▶ Exercise
Look through the records that follow and state how many lines hold the word "label", without adding anything.

(Data for processing Opens)

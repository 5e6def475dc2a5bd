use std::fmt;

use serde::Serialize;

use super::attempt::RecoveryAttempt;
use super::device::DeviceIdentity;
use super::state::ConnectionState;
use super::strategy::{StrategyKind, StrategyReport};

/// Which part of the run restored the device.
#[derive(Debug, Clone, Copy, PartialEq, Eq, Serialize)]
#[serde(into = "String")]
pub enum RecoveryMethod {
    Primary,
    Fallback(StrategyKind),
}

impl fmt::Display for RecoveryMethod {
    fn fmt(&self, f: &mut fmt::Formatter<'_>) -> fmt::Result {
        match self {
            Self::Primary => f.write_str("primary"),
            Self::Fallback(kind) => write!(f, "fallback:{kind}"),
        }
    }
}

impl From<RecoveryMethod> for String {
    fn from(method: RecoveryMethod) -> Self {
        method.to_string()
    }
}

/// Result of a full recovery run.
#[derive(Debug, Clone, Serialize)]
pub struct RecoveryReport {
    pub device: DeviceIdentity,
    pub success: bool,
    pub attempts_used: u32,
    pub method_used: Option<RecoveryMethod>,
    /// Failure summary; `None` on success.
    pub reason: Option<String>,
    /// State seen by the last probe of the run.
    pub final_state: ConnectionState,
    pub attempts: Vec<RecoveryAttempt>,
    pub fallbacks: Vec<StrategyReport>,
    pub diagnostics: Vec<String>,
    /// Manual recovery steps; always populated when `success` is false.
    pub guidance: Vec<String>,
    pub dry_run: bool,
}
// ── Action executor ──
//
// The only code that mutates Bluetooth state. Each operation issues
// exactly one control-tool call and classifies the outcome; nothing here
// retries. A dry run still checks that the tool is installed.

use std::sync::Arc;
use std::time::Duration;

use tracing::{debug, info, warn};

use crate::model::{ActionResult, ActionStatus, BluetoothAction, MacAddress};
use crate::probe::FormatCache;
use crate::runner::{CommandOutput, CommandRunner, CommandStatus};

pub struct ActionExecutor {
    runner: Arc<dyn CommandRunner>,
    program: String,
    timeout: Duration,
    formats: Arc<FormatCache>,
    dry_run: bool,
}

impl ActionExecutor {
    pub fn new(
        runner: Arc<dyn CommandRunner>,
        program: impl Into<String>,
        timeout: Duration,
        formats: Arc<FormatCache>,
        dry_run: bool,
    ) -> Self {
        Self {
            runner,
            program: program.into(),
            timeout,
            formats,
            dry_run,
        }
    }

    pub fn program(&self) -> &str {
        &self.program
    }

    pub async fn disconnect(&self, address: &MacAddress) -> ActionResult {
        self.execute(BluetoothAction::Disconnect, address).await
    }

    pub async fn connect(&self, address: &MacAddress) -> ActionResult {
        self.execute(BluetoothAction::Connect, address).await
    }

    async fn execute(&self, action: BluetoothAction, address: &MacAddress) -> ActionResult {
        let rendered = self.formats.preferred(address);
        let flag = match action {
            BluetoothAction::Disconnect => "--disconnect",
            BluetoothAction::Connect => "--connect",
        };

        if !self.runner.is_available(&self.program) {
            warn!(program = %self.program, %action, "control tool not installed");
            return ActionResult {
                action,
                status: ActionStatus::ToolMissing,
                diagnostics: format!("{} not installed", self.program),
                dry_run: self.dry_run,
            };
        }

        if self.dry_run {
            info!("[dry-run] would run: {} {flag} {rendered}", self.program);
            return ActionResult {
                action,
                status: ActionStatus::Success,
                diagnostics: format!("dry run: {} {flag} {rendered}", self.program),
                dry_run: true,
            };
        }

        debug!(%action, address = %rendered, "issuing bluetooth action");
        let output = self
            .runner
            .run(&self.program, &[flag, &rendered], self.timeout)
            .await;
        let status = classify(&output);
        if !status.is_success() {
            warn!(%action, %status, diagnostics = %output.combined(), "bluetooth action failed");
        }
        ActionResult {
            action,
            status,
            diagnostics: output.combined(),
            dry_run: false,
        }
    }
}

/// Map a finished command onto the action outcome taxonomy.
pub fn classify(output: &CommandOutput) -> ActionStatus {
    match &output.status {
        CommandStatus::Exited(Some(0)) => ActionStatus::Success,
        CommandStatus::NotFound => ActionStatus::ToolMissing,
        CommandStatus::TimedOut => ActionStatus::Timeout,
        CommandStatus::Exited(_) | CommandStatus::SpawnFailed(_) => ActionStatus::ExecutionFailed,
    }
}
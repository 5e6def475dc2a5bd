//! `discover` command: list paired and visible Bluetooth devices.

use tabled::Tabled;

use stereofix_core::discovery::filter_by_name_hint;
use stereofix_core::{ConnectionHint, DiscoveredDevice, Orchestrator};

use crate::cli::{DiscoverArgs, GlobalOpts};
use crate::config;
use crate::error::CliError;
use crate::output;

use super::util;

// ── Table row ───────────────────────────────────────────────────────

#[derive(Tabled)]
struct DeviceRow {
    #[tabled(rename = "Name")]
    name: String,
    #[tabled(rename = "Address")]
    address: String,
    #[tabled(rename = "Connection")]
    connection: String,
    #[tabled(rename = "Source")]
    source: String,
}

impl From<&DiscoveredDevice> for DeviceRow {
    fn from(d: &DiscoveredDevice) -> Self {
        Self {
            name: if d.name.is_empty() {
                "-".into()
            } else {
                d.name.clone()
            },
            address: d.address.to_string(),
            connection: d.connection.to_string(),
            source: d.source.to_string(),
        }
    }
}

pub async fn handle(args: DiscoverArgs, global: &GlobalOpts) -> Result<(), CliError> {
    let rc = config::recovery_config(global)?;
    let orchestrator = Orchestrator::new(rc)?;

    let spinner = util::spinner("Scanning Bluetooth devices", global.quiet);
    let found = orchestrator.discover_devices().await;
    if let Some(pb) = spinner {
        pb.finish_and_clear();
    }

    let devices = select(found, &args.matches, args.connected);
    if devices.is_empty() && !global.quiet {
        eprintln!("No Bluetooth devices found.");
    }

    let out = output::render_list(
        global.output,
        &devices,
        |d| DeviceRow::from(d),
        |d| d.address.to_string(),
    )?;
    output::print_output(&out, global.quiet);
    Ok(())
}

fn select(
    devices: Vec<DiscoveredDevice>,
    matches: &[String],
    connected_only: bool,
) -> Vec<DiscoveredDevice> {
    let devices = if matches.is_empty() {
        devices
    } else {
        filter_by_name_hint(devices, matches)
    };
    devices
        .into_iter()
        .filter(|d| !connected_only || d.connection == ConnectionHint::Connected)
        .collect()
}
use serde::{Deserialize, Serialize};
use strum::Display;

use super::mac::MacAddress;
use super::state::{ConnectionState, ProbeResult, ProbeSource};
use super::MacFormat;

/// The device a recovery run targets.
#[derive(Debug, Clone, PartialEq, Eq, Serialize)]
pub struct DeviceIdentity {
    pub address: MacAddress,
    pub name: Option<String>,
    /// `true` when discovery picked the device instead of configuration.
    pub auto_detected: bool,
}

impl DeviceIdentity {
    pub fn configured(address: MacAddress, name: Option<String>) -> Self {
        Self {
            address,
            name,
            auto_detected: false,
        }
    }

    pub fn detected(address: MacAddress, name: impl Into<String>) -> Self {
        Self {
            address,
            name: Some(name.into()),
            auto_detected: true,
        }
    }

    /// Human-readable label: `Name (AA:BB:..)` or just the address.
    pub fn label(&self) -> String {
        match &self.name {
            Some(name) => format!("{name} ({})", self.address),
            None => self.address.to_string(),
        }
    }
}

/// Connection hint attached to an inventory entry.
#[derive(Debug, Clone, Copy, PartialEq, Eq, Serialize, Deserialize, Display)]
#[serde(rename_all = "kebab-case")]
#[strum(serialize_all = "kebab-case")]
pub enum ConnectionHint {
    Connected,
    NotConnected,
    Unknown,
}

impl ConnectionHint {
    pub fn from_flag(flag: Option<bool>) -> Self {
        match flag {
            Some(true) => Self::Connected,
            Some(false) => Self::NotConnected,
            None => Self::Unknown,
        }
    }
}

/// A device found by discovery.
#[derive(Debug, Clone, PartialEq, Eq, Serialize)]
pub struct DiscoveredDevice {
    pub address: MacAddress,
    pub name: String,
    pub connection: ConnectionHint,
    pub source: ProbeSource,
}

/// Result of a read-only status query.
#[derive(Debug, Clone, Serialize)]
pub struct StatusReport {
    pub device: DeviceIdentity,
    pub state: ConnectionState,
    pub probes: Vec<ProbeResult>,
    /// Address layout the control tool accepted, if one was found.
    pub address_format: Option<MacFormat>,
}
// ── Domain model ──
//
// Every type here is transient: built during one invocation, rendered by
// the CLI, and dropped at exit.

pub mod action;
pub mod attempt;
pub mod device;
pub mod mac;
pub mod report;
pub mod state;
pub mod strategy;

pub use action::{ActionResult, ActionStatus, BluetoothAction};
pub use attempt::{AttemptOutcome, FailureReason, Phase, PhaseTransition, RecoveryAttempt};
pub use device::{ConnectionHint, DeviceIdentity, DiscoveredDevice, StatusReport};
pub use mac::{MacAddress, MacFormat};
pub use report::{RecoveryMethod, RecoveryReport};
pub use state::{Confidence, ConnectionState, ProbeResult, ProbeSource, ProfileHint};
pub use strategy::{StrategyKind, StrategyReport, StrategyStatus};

(Data for processing Closes)

▶ Solution to this exercise
2